The tech market of the 1990s was bedlam. No different on the game console market:
When you consider all the factors that go into a successful game console, it’s a wonder any of them get off the ground at all. At the minimum, you need the latest bleeding-edge hardware, a substantial game library to attract players, and competent business management – it’s that last part that always gets you!
We touched on the early 90s console wars between Sega and Nintendo before, with our write-up on the wild world of Sonic the Hedgehog.
To reiterate and condense the point, Sonic and Mario taught the console world that it doesn’t matter how great your console is if the games aren’t there. In tech marketing, we call this the Killer App: A software program (counting games too) so compelling that people will buy a big hunk of hardware just to run that one thing. Mario sold Nintendo consoles, Sonic sold Sega consoles.
For a while, anyway.
The Shark Tank Video Game Market
By the end of the 1990s, even the formerly shoddy desktop PC market was starting to give consoles a run for their money when it came to games.
While console players were happily hopping around on platforms, what was the PC market up to? Oh, nothing much, just Doom, Myst, Half-Life, and every other game that consoles couldn’t manage because they simply did not have the available RAM.
There’s a price point for game consoles, because they are still seen as “family entertainment,” i.e. “not outside the budget consideration of the average kids’ Christmas gift.”

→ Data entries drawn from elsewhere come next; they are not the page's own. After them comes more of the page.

use std::cmp::Ordering;
use std::collections::BTreeMap;

use crate::model::{DocumentKey, GeoPoint, Timestamp};
use crate::value::{Bytes, MapValue};

/// A native field value as stored by the database.
#[derive(Clone, Debug, PartialEq)]
pub struct Value {
    kind: ValueKind,
}

/// Write-time sentinels. They never appear in read results.
#[derive(Clone, Debug, PartialEq)]
pub enum Sentinel {
    ServerTimestamp,
    ArrayUnion(Vec<Value>),
    ArrayRemove(Vec<Value>),
    Increment(Box<Value>),
    Delete,
}

#[derive(Clone, Debug, PartialEq)]
pub enum ValueKind {
    Null,
    Boolean(bool),
    Integer(i64),
    Double(f64),
    Timestamp(Timestamp),
    String(String),
    Bytes(Bytes),
    Reference(DocumentKey),
    GeoPoint(GeoPoint),
    Array(Vec<Value>),
    Map(MapValue),
    Sentinel(Sentinel),
}

impl Value {
    pub fn null() -> Self {
        ValueKind::Null.into()
    }

    pub fn from_bool(value: bool) -> Self {
        ValueKind::Boolean(value).into()
    }

    pub fn from_integer(value: i64) -> Self {
        ValueKind::Integer(value).into()
    }

    pub fn from_double(value: f64) -> Self {
        ValueKind::Double(value).into()
    }

    pub fn from_timestamp(value: Timestamp) -> Self {
        ValueKind::Timestamp(value).into()
    }

    pub fn from_string(value: impl Into<String>) -> Self {
        ValueKind::String(value.into()).into()
    }

    pub fn from_bytes(value: impl Into<Bytes>) -> Self {
        ValueKind::Bytes(value.into()).into()
    }

    pub fn from_reference(key: DocumentKey) -> Self {
        ValueKind::Reference(key).into()
    }

    pub fn from_geo_point(value: GeoPoint) -> Self {
        ValueKind::GeoPoint(value).into()
    }

    pub fn from_array(values: Vec<Value>) -> Self {
        ValueKind::Array(values).into()
    }

    pub fn from_map(map: impl Into<MapValue>) -> Self {
        ValueKind::Map(map.into()).into()
    }

    pub fn server_timestamp() -> Self {
        ValueKind::Sentinel(Sentinel::ServerTimestamp).into()
    }

    pub fn array_union(elements: Vec<Value>) -> Self {
        ValueKind::Sentinel(Sentinel::ArrayUnion(elements)).into()
    }

    pub fn array_remove(elements: Vec<Value>) -> Self {
        ValueKind::Sentinel(Sentinel::ArrayRemove(elements)).into()
    }

    pub fn increment(operand: Value) -> Self {
        ValueKind::Sentinel(Sentinel::Increment(Box::new(operand))).into()
    }

    pub fn delete_field() -> Self {
        ValueKind::Sentinel(Sentinel::Delete).into()
    }

    pub fn kind(&self) -> &ValueKind {
        &self.kind
    }

    pub fn into_kind(self) -> ValueKind {
        self.kind
    }

    pub fn is_null(&self) -> bool {
        matches!(self.kind, ValueKind::Null)
    }

    pub fn as_map(&self) -> Option<&MapValue> {
        match &self.kind {
            ValueKind::Map(map) => Some(map),
            _ => None,
        }
    }

    pub fn contains_sentinel(&self) -> bool {
        match &self.kind {
            ValueKind::Sentinel(_) => true,
            ValueKind::Array(values) => values.iter().any(Value::contains_sentinel),
            ValueKind::Map(map) => map.fields().values().any(Value::contains_sentinel),
            _ => false,
        }
    }

    /// Total order across types, matching the backend's index ordering:
    /// null, booleans, numbers, timestamps, strings, bytes, references,
    /// geo points, arrays, maps.
    pub fn compare(&self, other: &Value) -> Ordering {
        let rank = type_rank(&self.kind).cmp(&type_rank(&other.kind));
        if rank != Ordering::Equal {
            return rank;
        }
        match (&self.kind, &other.kind) {
            (ValueKind::Boolean(a), ValueKind::Boolean(b)) => a.cmp(b),
            (ValueKind::Integer(a), ValueKind::Integer(b)) => a.cmp(b),
            (ValueKind::Double(a), ValueKind::Double(b)) => compare_doubles(*a, *b),
            (ValueKind::Integer(a), ValueKind::Double(b)) => compare_doubles(*a as f64, *b),
            (ValueKind::Double(a), ValueKind::Integer(b)) => compare_doubles(*a, *b as f64),
            (ValueKind::Timestamp(a), ValueKind::Timestamp(b)) => a.cmp(b),
            (ValueKind::String(a), ValueKind::String(b)) => a.cmp(b),
            (ValueKind::Bytes(a), ValueKind::Bytes(b)) => a.as_slice().cmp(b.as_slice()),
            (ValueKind::Reference(a), ValueKind::Reference(b)) => a.cmp(b),
            (ValueKind::GeoPoint(a), ValueKind::GeoPoint(b)) => {
                compare_doubles(a.latitude(), b.latitude())
                    .then(compare_doubles(a.longitude(), b.longitude()))
            }
            (ValueKind::Array(a), ValueKind::Array(b)) => {
                for (left, right) in a.iter().zip(b.iter()) {
                    let ordering = left.compare(right);
                    if ordering != Ordering::Equal {
                        return ordering;
                    }
                }
                a.len().cmp(&b.len())
            }
            (ValueKind::Map(a), ValueKind::Map(b)) => {
                for ((lk, lv), (rk, rv)) in a.fields().iter().zip(b.fields().iter()) {
                    let ordering = lk.cmp(rk).then_with(|| lv.compare(rv));
                    if ordering != Ordering::Equal {
                        return ordering;
                    }
                }
                a.fields().len().cmp(&b.fields().len())
            }
            _ => Ordering::Equal,
        }
    }

    /// Equality used by queries and array transforms: numbers compare by
    /// value across integer/double.
    pub fn loosely_equals(&self, other: &Value) -> bool {
        match (&self.kind, &other.kind) {
            (ValueKind::Double(a), ValueKind::Double(b)) if a.is_nan() && b.is_nan() => true,
            _ => {
                type_rank(&self.kind) == type_rank(&other.kind)
                    && self.compare(other) == Ordering::Equal
            }
        }
    }
}

impl From<ValueKind> for Value {
    fn from(kind: ValueKind) -> Self {
        Self { kind }
    }
}

impl From<BTreeMap<String, Value>> for Value {
    fn from(fields: BTreeMap<String, Value>) -> Self {
        Value::from_map(fields)
    }
}

fn type_rank(kind: &ValueKind) -> u8 {
    match kind {
        ValueKind::Null => 0,
        ValueKind::Boolean(_) => 1,
        ValueKind::Integer(_) | ValueKind::Double(_) => 2,
        ValueKind::Timestamp(_) => 3,
        ValueKind::String(_) => 4,
        ValueKind::Bytes(_) => 5,
        ValueKind::Reference(_) => 6,
        ValueKind::GeoPoint(_) => 7,
        ValueKind::Array(_) => 8,
        ValueKind::Map(_) => 9,
        ValueKind::Sentinel(_) => 10,
    }
}

// NaN sorts before every other number.
fn compare_doubles(a: f64, b: f64) -> Ordering {
    match (a.is_nan(), b.is_nan()) {
        (true, true) => Ordering::Equal,
        (true, false) => Ordering::Less,
        (false, true) => Ordering::Greater,
        (false, false) => a.partial_cmp(&b).unwrap_or(Ordering::Equal),
    }
}
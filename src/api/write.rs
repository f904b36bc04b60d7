use std::marker::PhantomData;

use serde::Serialize;

use crate::adaptor::write::{merge_operation, set_operation, update_operation};
use crate::adaptor::{adaptor, WriteOperation};
use crate::api::reference::{Collection, Ref};
use crate::error::{invalid_argument, resource_exhausted, DbResult};
use crate::model::{FieldPath, IntoFieldPath};
use crate::value::{to_native_map, to_native_value, Value};

const MAX_BATCH_WRITES: usize = 500;

/// Fields to change with [`update`].
///
/// Values may be [`FieldValue`](crate::FieldValue) sentinels, so counters and
/// arrays can be changed without reading them first.
pub struct UpdateData<T> {
    fields: Vec<(FieldPath, Value)>,
    _model: PhantomData<fn() -> T>,
}

impl<T> UpdateData<T> {
    pub fn new() -> Self {
        Self {
            fields: Vec::new(),
            _model: PhantomData,
        }
    }

    /// Sets the (possibly nested) field at `path`, e.g. `["address", "city"]`.
    pub fn field<V: Serialize>(mut self, path: impl IntoFieldPath, value: V) -> DbResult<Self> {
        let path = path.into_field_path()?;
        self.fields.push((path, to_native_value(&value)?));
        Ok(self)
    }

    /// Builds an update from a partial model. Every top level field the
    /// partial serializes replaces the stored field as a whole; `None`
    /// fields are left alone.
    pub fn from_partial<P: Serialize + ?Sized>(partial: &P) -> DbResult<Self> {
        let fields = to_native_map(partial)?
            .into_fields()
            .into_iter()
            .map(|(name, value)| Ok((FieldPath::new([name])?, value)))
            .collect::<DbResult<Vec<_>>>()?;
        Ok(Self {
            fields,
            _model: PhantomData,
        })
    }

    pub fn is_empty(&self) -> bool {
        self.fields.is_empty()
    }
}

impl<T> Default for UpdateData<T> {
    fn default() -> Self {
        Self::new()
    }
}

impl<T> Clone for UpdateData<T> {
    fn clone(&self) -> Self {
        Self {
            fields: self.fields.clone(),
            _model: PhantomData,
        }
    }
}

impl<T> std::fmt::Debug for UpdateData<T> {
    fn fmt(&self, f: &mut std::fmt::Formatter<'_>) -> std::fmt::Result {
        f.debug_struct("UpdateData").field("fields", &self.fields).finish()
    }
}

pub(crate) fn set_write<T: Serialize>(reference: &Ref<T>, data: &T) -> DbResult<WriteOperation> {
    set_operation(reference.key().clone(), to_native_map(data)?)
}

pub(crate) fn upset_write<T: Serialize>(reference: &Ref<T>, data: &T) -> DbResult<WriteOperation> {
    merge_operation(reference.key().clone(), to_native_map(data)?)
}

pub(crate) fn update_write<T>(reference: &Ref<T>, data: UpdateData<T>) -> DbResult<WriteOperation> {
    if data.is_empty() {
        return Err(invalid_argument(format!(
            "Update of {} must change at least one field",
            reference.path()
        )));
    }
    update_operation(reference.key().clone(), data.fields)
}

pub(crate) fn remove_write<T>(reference: &Ref<T>) -> WriteOperation {
    WriteOperation::Delete {
        key: reference.key().clone(),
    }
}

async fn commit_one(write: WriteOperation) -> DbResult<()> {
    adaptor().await?.datastore().commit(vec![write]).await
}

/// Overwrites the document with `data`, creating it if needed.
pub async fn set<T: Serialize>(reference: &Ref<T>, data: &T) -> DbResult<()> {
    commit_one(set_write(reference, data)?).await
}

/// Merges `data` into the document, creating it if needed. Fields not in
/// `data` are kept.
pub async fn upset<T: Serialize>(reference: &Ref<T>, data: &T) -> DbResult<()> {
    commit_one(upset_write(reference, data)?).await
}

/// Stores `data` under a new auto-generated id.
pub async fn add<T: Serialize>(collection: &Collection<T>, data: &T) -> DbResult<Ref<T>> {
    let reference = collection.new_ref()?;
    set(&reference, data).await?;
    Ok(reference)
}

/// Changes some fields of an existing document. Fails with `not-found` when
/// the document does not exist.
pub async fn update<T>(reference: &Ref<T>, data: UpdateData<T>) -> DbResult<()> {
    commit_one(update_write(reference, data)?).await
}

/// Deletes the document. Deleting a missing document succeeds.
pub async fn remove<T>(reference: &Ref<T>) -> DbResult<()> {
    commit_one(remove_write(reference)).await
}

/// Writes committed together with [`Batch::commit`].
#[derive(Clone, Debug, Default)]
pub struct Batch {
    writes: Vec<WriteOperation>,
}

/// Starts an empty write batch.
pub fn batch() -> Batch {
    Batch::default()
}

impl Batch {
    pub fn set<T: Serialize>(&mut self, reference: &Ref<T>, data: &T) -> DbResult<&mut Self> {
        self.push(set_write(reference, data)?)
    }

    pub fn upset<T: Serialize>(&mut self, reference: &Ref<T>, data: &T) -> DbResult<&mut Self> {
        self.push(upset_write(reference, data)?)
    }

    pub fn update<T>(&mut self, reference: &Ref<T>, data: UpdateData<T>) -> DbResult<&mut Self> {
        self.push(update_write(reference, data)?)
    }

    pub fn remove<T>(&mut self, reference: &Ref<T>) -> DbResult<&mut Self> {
        self.push(remove_write(reference))
    }

    pub fn len(&self) -> usize {
        self.writes.len()
    }

    pub fn is_empty(&self) -> bool {
        self.writes.is_empty()
    }

    /// Applies every write atomically.
    pub async fn commit(self) -> DbResult<()> {
        if self.writes.is_empty() {
            return Ok(());
        }
        adaptor().await?.datastore().commit(self.writes).await
    }

    fn push(&mut self, write: WriteOperation) -> DbResult<&mut Self> {
        if self.writes.len() >= MAX_BATCH_WRITES {
            return Err(resource_exhausted(format!(
                "A batch holds at most {MAX_BATCH_WRITES} writes"
            )));
        }
        self.writes.push(write);
        Ok(self)
    }
}

#[cfg(test)]
mod tests {
    use super::*;
    use crate::api::reference::ref_from_path;
    use crate::error::DbErrorCode;
    use crate::value::FieldValue;
    use serde::Serialize;

    #[derive(Serialize)]
    struct Counter {
        count: i64,
    }

    #[derive(Serialize)]
    struct PartialCounter {
        #[serde(skip_serializing_if = "Option::is_none")]
        label: Option<String>,
        count: FieldValue<i64>,
    }

    #[test]
    fn partial_updates_replace_top_level_fields() {
        let partial = PartialCounter {
            label: None,
            count: FieldValue::Increment(2),
        };
        let reference = ref_from_path::<Counter>("counters/a").unwrap();
        let write = update_write(&reference, UpdateData::from_partial(&partial).unwrap()).unwrap();
        match write {
            WriteOperation::Update {
                field_paths,
                transforms,
                ..
            } => {
                assert!(field_paths.is_empty());
                assert_eq!(transforms.len(), 1);
                assert_eq!(transforms[0].field_path().canonical_string(), "count");
            }
            other => panic!("unexpected write {other:?}"),
        }
    }

    #[test]
    fn empty_updates_are_rejected() {
        let reference = ref_from_path::<Counter>("counters/a").unwrap();
        let err = update_write(&reference, UpdateData::new()).unwrap_err();
        assert_eq!(err.code, DbErrorCode::InvalidArgument);
    }

    #[test]
    fn batches_are_capped() {
        let reference = ref_from_path::<Counter>("counters/a").unwrap();
        let mut batch = batch();
        for _ in 0..MAX_BATCH_WRITES {
            batch.set(&reference, &Counter { count: 1 }).unwrap();
        }
        let err = batch.remove(&reference).unwrap_err();
        assert_eq!(err.code, DbErrorCode::ResourceExhausted);
        assert_eq!(batch.len(), MAX_BATCH_WRITES);
    }
}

A good PC system at the time cost a cool grand. Game consoles, by comparison, had to stay in the low $hundreds. But to prevent having their market share devoured by the more-practical desktop platform, game consoles have to bite the bullet every few years and upgrade to a new generation of hardware.
They also have to avoid doing this too fast or they alienate the market, which is prone to buyer’s remorse. That’s when you invest a few Franklins only to find out you could have had a far superior rig if you’d only held out another month.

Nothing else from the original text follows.